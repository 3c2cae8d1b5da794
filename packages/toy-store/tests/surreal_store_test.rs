use serde_json::{Value, json};
use std::sync::Arc;
use surrealdb::Surreal;
use surrealdb::engine::local::{Db, Mem};
use toy_store::{
    ListQuery, SortDirection, SortSpec, StoreError, SurrealToyStore, Toy, ToyId, ToyStore,
};

async fn setup() -> SurrealToyStore<Db> {
    let db = Surreal::new::<Mem>(()).await.unwrap();
    db.use_ns("test").use_db("test").await.unwrap();
    let store = SurrealToyStore::new(Arc::new(db));
    store.init().await.unwrap();
    store
}

fn toy(value: Value) -> Toy {
    match value {
        Value::Object(map) => map,
        other => panic!("not an object: {other}"),
    }
}

fn prices(toys: &[Toy]) -> Vec<i64> {
    toys.iter()
        .map(|t| t.get("price").and_then(Value::as_i64).unwrap())
        .collect()
}

#[tokio::test]
async fn init_is_repeatable() {
    let store = setup().await;
    store.init().await.unwrap();
    store.ping().await.unwrap();
}

#[tokio::test]
async fn init_without_namespace_is_unavailable() {
    let db = Surreal::new::<Mem>(()).await.unwrap();
    let store = SurrealToyStore::new(Arc::new(db));

    let err = store.init().await.unwrap_err();
    assert!(matches!(err, StoreError::Unavailable { .. }), "{err:?}");
}

#[tokio::test]
async fn insert_then_find_one_round_trips_fields() {
    let store = setup().await;

    let ack = store
        .insert_one(toy(json!({"name": "Dragon", "price": 20, "email": "a@x.com"})))
        .await
        .unwrap();
    assert!(ack.acknowledged);

    let found = store.find_one(&ack.inserted_id).await.unwrap().unwrap();
    assert_eq!(found.get("name"), Some(&json!("Dragon")));
    assert_eq!(found.get("price"), Some(&json!(20)));
    assert_eq!(found.get("email"), Some(&json!("a@x.com")));
    assert_eq!(found.get("id"), Some(&json!(ack.inserted_id.as_str())));
}

#[tokio::test]
async fn qualified_and_bare_ids_address_the_same_record() {
    let store = setup().await;
    let ack = store.insert_one(toy(json!({"name": "Robot"}))).await.unwrap();

    let qualified = ToyId::parse(&ack.inserted_id.qualified()).unwrap();
    let found = store.find_one(&qualified).await.unwrap().unwrap();
    assert_eq!(found.get("name"), Some(&json!("Robot")));
}

#[tokio::test]
async fn find_one_on_missing_id_is_none() {
    let store = setup().await;
    let id = ToyId::parse("doesnotexist").unwrap();
    assert!(store.find_one(&id).await.unwrap().is_none());
}

#[tokio::test]
async fn find_filters_by_email() {
    let store = setup().await;
    for (name, email) in [("A", "a@x.com"), ("B", "b@x.com"), ("C", "a@x.com")] {
        store
            .insert_one(toy(json!({"name": name, "email": email})))
            .await
            .unwrap();
    }

    let all = store.find(&ListQuery::all()).await.unwrap();
    assert_eq!(all.len(), 3);

    let mine = store
        .find(&ListQuery::all().with_email("a@x.com"))
        .await
        .unwrap();
    assert_eq!(mine.len(), 2);
    assert!(mine.iter().all(|t| t.get("email") == Some(&json!("a@x.com"))));

    let nobody = store
        .find(&ListQuery::all().with_email("z@x.com"))
        .await
        .unwrap();
    assert!(nobody.is_empty());
}

#[tokio::test]
async fn find_sorts_by_price_both_ways() {
    let store = setup().await;
    for price in [5, 20, 10] {
        store.insert_one(toy(json!({"price": price}))).await.unwrap();
    }

    let ascending = store
        .find(&ListQuery::all().sorted_by(SortSpec::new("price", SortDirection::Ascending).unwrap()))
        .await
        .unwrap();
    assert_eq!(prices(&ascending), vec![5, 10, 20]);

    let descending = store
        .find(&ListQuery::all().sorted_by(SortSpec::parse("price:-1").unwrap()))
        .await
        .unwrap();
    assert_eq!(prices(&descending), vec![20, 10, 5]);
}

#[tokio::test]
async fn update_merges_and_keeps_other_fields() {
    let store = setup().await;
    let ack = store
        .insert_one(toy(json!({"name": "Dragon", "price": 20, "email": "a@x.com"})))
        .await
        .unwrap();

    let update = store
        .update_one(&ack.inserted_id, toy(json!({"price": 5})))
        .await
        .unwrap();
    assert_eq!(update.matched_count, 1);

    let found = store.find_one(&ack.inserted_id).await.unwrap().unwrap();
    assert_eq!(found.get("price"), Some(&json!(5)));
    assert_eq!(found.get("name"), Some(&json!("Dragon")));
    assert_eq!(found.get("email"), Some(&json!("a@x.com")));
}

#[tokio::test]
async fn update_on_missing_id_matches_nothing_and_creates_nothing() {
    let store = setup().await;
    let id = ToyId::parse("ghost").unwrap();

    let update = store.update_one(&id, toy(json!({"price": 1}))).await.unwrap();
    assert_eq!(update.matched_count, 0);
    assert!(store.find_one(&id).await.unwrap().is_none());
    assert!(store.find(&ListQuery::all()).await.unwrap().is_empty());
}

#[tokio::test]
async fn delete_removes_once() {
    let store = setup().await;
    let ack = store.insert_one(toy(json!({"name": "Kite"}))).await.unwrap();

    let first = store.delete_one(&ack.inserted_id).await.unwrap();
    assert_eq!(first.deleted_count, 1);
    assert!(store.find_one(&ack.inserted_id).await.unwrap().is_none());

    let second = store.delete_one(&ack.inserted_id).await.unwrap();
    assert_eq!(second.deleted_count, 0);
}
+-------+
What to work on
Filter the entries down to the lines containing "found". Copy each of those lines.

Task answer
    let found = store.find_one(&ack.inserted_id).await.unwrap().unwrap();
    assert_eq!(found.get("name"), Some(&json!("Dragon")));
    assert_eq!(found.get("price"), Some(&json!(20)));
    assert_eq!(found.get("email"), Some(&json!("a@x.com")));
    assert_eq!(found.get("id"), Some(&json!(ack.inserted_id.as_str())));
    let found = store.find_one(&qualified).await.unwrap().unwrap();
    assert_eq!(found.get("name"), Some(&json!("Robot")));
    let found = store.find_one(&ack.inserted_id).await.unwrap().unwrap();
    assert_eq!(found.get("price"), Some(&json!(5)));
    assert_eq!(found.get("name"), Some(&json!("Dragon")));
    assert_eq!(found.get("email"), Some(&json!("a@x.com")));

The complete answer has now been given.